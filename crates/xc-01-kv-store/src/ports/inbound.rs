//! # Inbound Ports
//!
//! What the ledger engine and the checkpoint subsystem call on a store.

use crate::domain::errors::StoreError;
use crate::domain::family::Family;
use std::path::Path;

/// Which concrete variant backs a `Store`.
#[derive(Clone, Copy, Debug, PartialEq, Eq)]
pub enum StoreKind {
    /// Mutable store of a running node; supports checkpoints.
    Live,
    /// Read-only store opened from a checkpoint directory.
    Checkpoint,
}

/// Consistent read view plus a staged write buffer.
pub trait SnapshotView: Send {
    /// Staged writes first, then the captured snapshot.
    fn get(&self, family: Family, key: &[u8]) -> Result<Option<Vec<u8>>, StoreError>;

    /// All entries whose key starts with `prefix`, sorted by key.
    fn find(&self, family: Family, prefix: &[u8]) -> Result<Vec<(Vec<u8>, Vec<u8>)>, StoreError>;

    fn put(&mut self, family: Family, key: &[u8], value: &[u8]);

    fn delete(&mut self, family: Family, key: &[u8]);

    fn staged_len(&self) -> usize;

    /// Apply every staged write together, or none of them.
    fn commit(self: Box<Self>) -> Result<(), StoreError>;
}

/// Partitioned key-value store.
pub trait Store: Send + Sync {
    fn kind(&self) -> StoreKind;

    fn path(&self) -> &Path;

    fn get(&self, family: Family, key: &[u8]) -> Result<Option<Vec<u8>>, StoreError>;

    fn snapshot(&self) -> Box<dyn SnapshotView + '_>;

    fn get_general(&self, key: &[u8]) -> Result<Option<Vec<u8>>, StoreError> {
        self.get(Family::GeneralStorage, key)
    }

    fn put_general(&self, key: &[u8], value: &[u8]) -> Result<(), StoreError>;

    fn put_general_sync(&self, key: &[u8], value: &[u8]) -> Result<(), StoreError>;

    /// Hard-link snapshot of the on-disk files into `dir` (must not exist).
    fn checkpoint(&self, dir: &Path) -> Result<(), StoreError> {
        let _ = dir;
        Err(StoreError::ReadOnly)
    }
}
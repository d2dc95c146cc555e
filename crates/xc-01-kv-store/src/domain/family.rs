//! # Column Families
//!
//! Named partitions isolating logically distinct record types.

use super::errors::StoreError;
use std::fmt;
use std::str::FromStr;

#[derive(Clone, Copy, Debug, PartialEq, Eq, PartialOrd, Ord, Hash)]
pub enum Family {
    Block,
    Transaction,
    Contract,
    Storage,
    HeaderHashList,
    Metadata,
    /// Engine-opaque blobs outside the structured partitions.
    GeneralStorage,
}

impl Family {
    pub const ALL: [Family; 7] = [
        Family::Block,
        Family::Transaction,
        Family::Contract,
        Family::Storage,
        Family::HeaderHashList,
        Family::Metadata,
        Family::GeneralStorage,
    ];

    pub fn name(self) -> &'static str {
        match self {
            Family::Block => "data:block",
            Family::Transaction => "data:transaction",
            Family::Contract => "st:contract",
            Family::Storage => "st:storage",
            Family::HeaderHashList => "ix:header-hash-list",
            Family::Metadata => "metadata",
            Family::GeneralStorage => "general-storage",
        }
    }

    pub fn names() -> impl Iterator<Item = &'static str> {
        Self::ALL.iter().map(|f| f.name())
    }
}

impl fmt::Display for Family {
    fn fmt(&self, f: &mut fmt::Formatter<'_>) -> fmt::Result {
        f.write_str(self.name())
    }
}

impl FromStr for Family {
    type Err = StoreError;

    fn from_str(s: &str) -> Result<Self, Self::Err> {
        Self::ALL
            .iter()
            .copied()
            .find(|f| f.name() == s)
            .ok_or_else(|| StoreError::UnknownFamily(s.to_string()))
    }
}
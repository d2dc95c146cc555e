//! # Domain Errors
//!
//! Error types for the key-value store subsystem.

use std::path::PathBuf;
use thiserror::Error;

#[derive(Debug, Error)]
pub enum StoreError {
    /// Read-only open of a directory that does not exist.
    #[error("Store not found at {path}")]
    NotFound { path: PathBuf },

    /// Operation requires a writable, checkpoint-capable store.
    #[error("Store is read-only")]
    ReadOnly,

    /// Partition name not part of the layout.
    #[error("Unknown column family: {0}")]
    UnknownFamily(String),

    /// Underlying engine failure.
    #[error("Storage I/O error: {0}")]
    Io(String),
}

impl From<rocksdb::Error> for StoreError {
    fn from(e: rocksdb::Error) -> Self {
        StoreError::Io(e.into_string())
    }
}

impl From<std::io::Error> for StoreError {
    fn from(e: std::io::Error) -> Self {
        StoreError::Io(e.to_string())
    }
}
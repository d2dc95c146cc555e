//! # Checkpoint Manifest
//!
//! Two-line text file at the root of every checkpoint: the decimal network
//! magic, then the address of the account that created it.

use super::errors::CheckpointError;
use shared_types::ScriptHash;
use std::fs;
use std::path::Path;

/// Reserved file name of the manifest inside a checkpoint.
pub const MANIFEST_FILE_NAME: &str = ".express-checkpoint";

#[derive(Clone, Copy, Debug, PartialEq, Eq)]
pub struct CheckpointManifest {
    pub magic: u32,
    pub account: ScriptHash,
}

impl CheckpointManifest {
    pub fn new(magic: u32, account: ScriptHash) -> Self {
        Self { magic, account }
    }

    pub fn render(&self) -> String {
        format!("{}\n{}\n", self.magic, self.account.to_address())
    }

    pub fn parse(text: &str) -> Result<Self, CheckpointError> {
        let mut lines = text.lines().map(str::trim);
        let magic_line = lines.next().unwrap_or_default();
        let account_line = lines.next().unwrap_or_default();

        let magic = magic_line.parse::<u32>().map_err(|_| {
            CheckpointError::InvalidCheckpoint(format!("bad magic line {:?}", magic_line))
        })?;
        let account = ScriptHash::parse(account_line).map_err(|e| {
            CheckpointError::InvalidCheckpoint(format!("bad account line: {}", e))
        })?;
        Ok(Self { magic, account })
    }

    pub fn write_to(&self, dir: &Path) -> Result<(), CheckpointError> {
        fs::write(dir.join(MANIFEST_FILE_NAME), self.render())?;
        Ok(())
    }

    /// Read the manifest of an extracted checkpoint directory.
    pub fn read_from(dir: &Path) -> Result<Self, CheckpointError> {
        let path = dir.join(MANIFEST_FILE_NAME);
        if !path.is_file() {
            return Err(CheckpointError::InvalidCheckpoint(format!(
                "{} has no {} file",
                dir.display(),
                MANIFEST_FILE_NAME
            )));
        }
        Self::parse(&fs::read_to_string(path)?)
    }

    /// Fails unless both recorded fields match.
    pub fn check(&self, magic: u32, account: &ScriptHash) -> Result<(), CheckpointError> {
        if self.magic != magic {
            return Err(CheckpointError::InvalidCheckpoint(format!(
                "network magic mismatch: checkpoint {}, chain {}",
                self.magic, magic
            )));
        }
        if &self.account != account {
            return Err(CheckpointError::InvalidCheckpoint(format!(
                "account mismatch: checkpoint {}, chain {}",
                self.account.to_address(),
                account.to_address()
            )));
        }
        Ok(())
    }
}
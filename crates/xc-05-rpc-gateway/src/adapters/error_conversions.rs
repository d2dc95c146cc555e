//! Error conversions from the subsystem error types.

use crate::domain::error::ApiError;
use xc_01_kv_store::StoreError;
use xc_02_checkpoint::CheckpointError;
use xc_03_tx_builder::BuildError;
use xc_04_multisig::SigningError;

impl From<std::io::Error> for ApiError {
    fn from(e: std::io::Error) -> Self {
        ApiError::internal(e.to_string())
    }
}

impl From<StoreError> for ApiError {
    fn from(e: StoreError) -> Self {
        ApiError::server_error(e.to_string())
    }
}

impl From<CheckpointError> for ApiError {
    fn from(e: CheckpointError) -> Self {
        match e {
            CheckpointError::CheckpointExists(_) => ApiError::action_not_allowed(e.to_string()),
            CheckpointError::InvalidCheckpoint(_) => ApiError::invalid_params(e.to_string()),
            other => ApiError::server_error(other.to_string()),
        }
    }
}

impl From<BuildError> for ApiError {
    fn from(e: BuildError) -> Self {
        match e {
            BuildError::InvalidArgument(msg) => ApiError::invalid_params(msg),
            BuildError::InsufficientFunds { .. } => ApiError::transaction_rejected(e.to_string()),
            BuildError::ExecutionFault { ref script } => {
                let script = script.clone();
                ApiError::execution_error(e.to_string(), Some(script))
            }
            BuildError::InvalidOperation(msg) => ApiError::action_not_allowed(msg),
            BuildError::Engine(inner) => ApiError::server_error(inner.to_string()),
        }
    }
}

impl From<SigningError> for ApiError {
    fn from(e: SigningError) -> Self {
        match e {
            SigningError::SignatureInvalid { .. }
            | SigningError::KeyNotInContract { .. }
            | SigningError::UnknownScriptHash(_)
            | SigningError::InvalidContext(_) => ApiError::invalid_params(e.to_string()),
            SigningError::Relay(_) => ApiError::transaction_rejected(e.to_string()),
            SigningError::SignerUnavailable(_) => ApiError::resource_unavailable(e.to_string()),
        }
    }
}
//! # Multi-Signature Coordinator
//!
//! Collects witnesses for built transfers and relays them once every
//! required script hash is satisfied.
//!
//! ## Signing routes
//!
//! | Sender account | Route |
//! |----------------|-------|
//! | labeled with the genesis label | fan-out to every validator signer |
//! | held by the local signer with a key | local signature only |
//! | anything else | no signatures; context returned to the caller |

use crate::domain::config::CoordinatorConfig;
use crate::domain::context::{ContextState, SigningContext};
use crate::domain::errors::SigningError;
use crate::domain::registry::{ContextRegistry, SharedContext};
use crate::ports::outbound::{SignRequest, SignatureShare, SignerEndpoint};
use shared_crypto::{PublicKey, Signature};
use shared_types::{Contract, Hash256, Transaction};
use std::sync::Arc;
use tokio::task::JoinSet;
use tracing::{debug, info, warn};
use xc_03_tx_builder::LedgerEngine;

/// Result of a signing round.
#[derive(Clone, Debug)]
pub enum SigningOutcome {
    Relayed { txid: Hash256 },
    /// Still short of signatures; route this context to more signers.
    Pending(SigningContext),
}

/// One externally produced signature.
#[derive(Clone, Debug)]
pub struct SignatureSubmission {
    pub contract: Contract,
    pub public_key: PublicKey,
    pub signature: Signature,
}

pub struct MultiSigCoordinator {
    config: CoordinatorConfig,
    engine: Arc<dyn LedgerEngine>,
    local: Arc<dyn SignerEndpoint>,
    validators: Vec<Arc<dyn SignerEndpoint>>,
    registry: ContextRegistry,
}

impl MultiSigCoordinator {
    /// `validators` is every validator signer reachable for genesis
    /// fan-out; it may include `local`.
    pub fn new(
        config: CoordinatorConfig,
        engine: Arc<dyn LedgerEngine>,
        local: Arc<dyn SignerEndpoint>,
        validators: Vec<Arc<dyn SignerEndpoint>>,
    ) -> Self {
        let registry = ContextRegistry::new(config.context_ttl);
        Self {
            config,
            engine,
            local,
            validators,
            registry,
        }
    }

    pub fn registry(&self) -> &ContextRegistry {
        &self.registry
    }

    /// Register an unsigned context without asking any signer.
    pub fn open(&self, tx: Transaction) -> SigningContext {
        self.registry.remove_expired();
        let (shared, _) = self.registry.get_or_insert(SigningContext::new(tx));
        let ctx = shared.lock().clone();
        ctx
    }

    /// Sign a freshly built transaction with whatever keys this node can
    /// reach, relaying it if that is enough.
    pub async fn sign_transfer(&self, tx: Transaction) -> Result<SigningOutcome, SigningError> {
        self.registry.remove_expired();
        let ctx = SigningContext::new(tx);
        let mut shares = Vec::new();

        for script_hash in ctx.script_hashes() {
            let request = SignRequest {
                script_hash: *script_hash,
                hash_data: ctx.hash_data().to_vec(),
            };
            let targets = match self.local.describe(*script_hash).await? {
                Some(info) if info.label.as_deref() == Some(self.config.genesis_label.as_str()) => {
                    info!(
                        script_hash = %script_hash,
                        signers = self.validators.len(),
                        "[xc-04] Fanning out genesis signing request"
                    );
                    if self.validators.is_empty() {
                        vec![self.local.clone()]
                    } else {
                        self.validators.clone()
                    }
                }
                Some(info) if info.has_key => vec![self.local.clone()],
                _ => {
                    debug!(script_hash = %script_hash, "[xc-04] No local key for account");
                    Vec::new()
                }
            };
            shares.extend(self.collect(targets, request).await);
        }

        let (shared, _) = self.registry.get_or_insert(ctx);
        {
            let mut ctx = shared.lock();
            for share in shares {
                if ctx.is_completed() {
                    break;
                }
                if let Err(e) = ctx.add_signature(&share.contract, share.public_key, share.signature) {
                    warn!(error = %e, "[xc-04] Discarding signer share");
                }
            }
        }
        self.finish(&shared)
    }

    /// Merge a caller-held context and new signatures into the registered
    /// context for the same transaction.
    pub fn submit(
        &self,
        context: SigningContext,
        submissions: Vec<SignatureSubmission>,
    ) -> Result<SigningOutcome, SigningError> {
        self.registry.remove_expired();
        let (shared, existed) = self.registry.get_or_insert(context.clone());
        {
            let mut ctx = shared.lock();
            if existed {
                ctx.merge(&context)?;
            }
            for submission in submissions {
                if ctx.is_completed() {
                    break;
                }
                ctx.add_signature(
                    &submission.contract,
                    submission.public_key,
                    submission.signature,
                )?;
            }
        }
        self.finish(&shared)
    }

    async fn collect(
        &self,
        targets: Vec<Arc<dyn SignerEndpoint>>,
        request: SignRequest,
    ) -> Vec<SignatureShare> {
        let mut tasks = JoinSet::new();
        for signer in targets {
            let request = request.clone();
            let timeout = self.config.signer_timeout;
            tasks.spawn(async move {
                let name = signer.name().to_string();
                (name, tokio::time::timeout(timeout, signer.sign(request)).await)
            });
        }

        let mut shares = Vec::new();
        while let Some(joined) = tasks.join_next().await {
            match joined {
                Ok((_, Ok(Ok(mut reply)))) => shares.append(&mut reply),
                Ok((name, Ok(Err(e)))) => warn!(signer = %name, error = %e, "[xc-04] Signer failed"),
                Ok((name, Err(_))) => warn!(signer = %name, "[xc-04] Signer timed out"),
                Err(e) => warn!(error = %e, "[xc-04] Signer task aborted"),
            }
        }
        shares
    }

    /// Relay a completed context exactly once; report pending ones as-is.
    fn finish(&self, shared: &SharedContext) -> Result<SigningOutcome, SigningError> {
        let mut ctx = shared.lock();
        let state = ctx.state().clone();
        match state {
            ContextState::Relayed => Ok(SigningOutcome::Relayed { txid: ctx.hash() }),
            ContextState::Completed => {
                let tx = ctx.signed_transaction()?;
                let txid = tx.hash();
                match self.engine.relay(&tx) {
                    Ok(()) => {
                        ctx.mark_relayed()?;
                        info!(txid = %txid, "[xc-04] Transaction relayed");
                        Ok(SigningOutcome::Relayed { txid })
                    }
                    Err(e) => {
                        warn!(txid = %txid, error = %e, "[xc-04] Relay rejected");
                        ctx.fail(e.to_string());
                        drop(ctx);
                        self.registry.remove(&txid);
                        Err(SigningError::Relay(e))
                    }
                }
            }
            ContextState::Error(reason) => Err(SigningError::InvalidContext(reason)),
            ContextState::Unsigned | ContextState::PartiallySigned => {
                Ok(SigningOutcome::Pending(ctx.clone()))
            }
        }
    }
}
------------------------
Your goal >> Above are the records. Identify each line that contains the word "every".

Completed task >>
    /// Apply every staged write together, or none of them.
//! Two-line text file at the root of every checkpoint: the decimal network
//! Collects witnesses for built transfers and relays them once every
//! | labeled with the genesis label | fan-out to every validator signer |
    /// `validators` is every validator signer reachable for genesis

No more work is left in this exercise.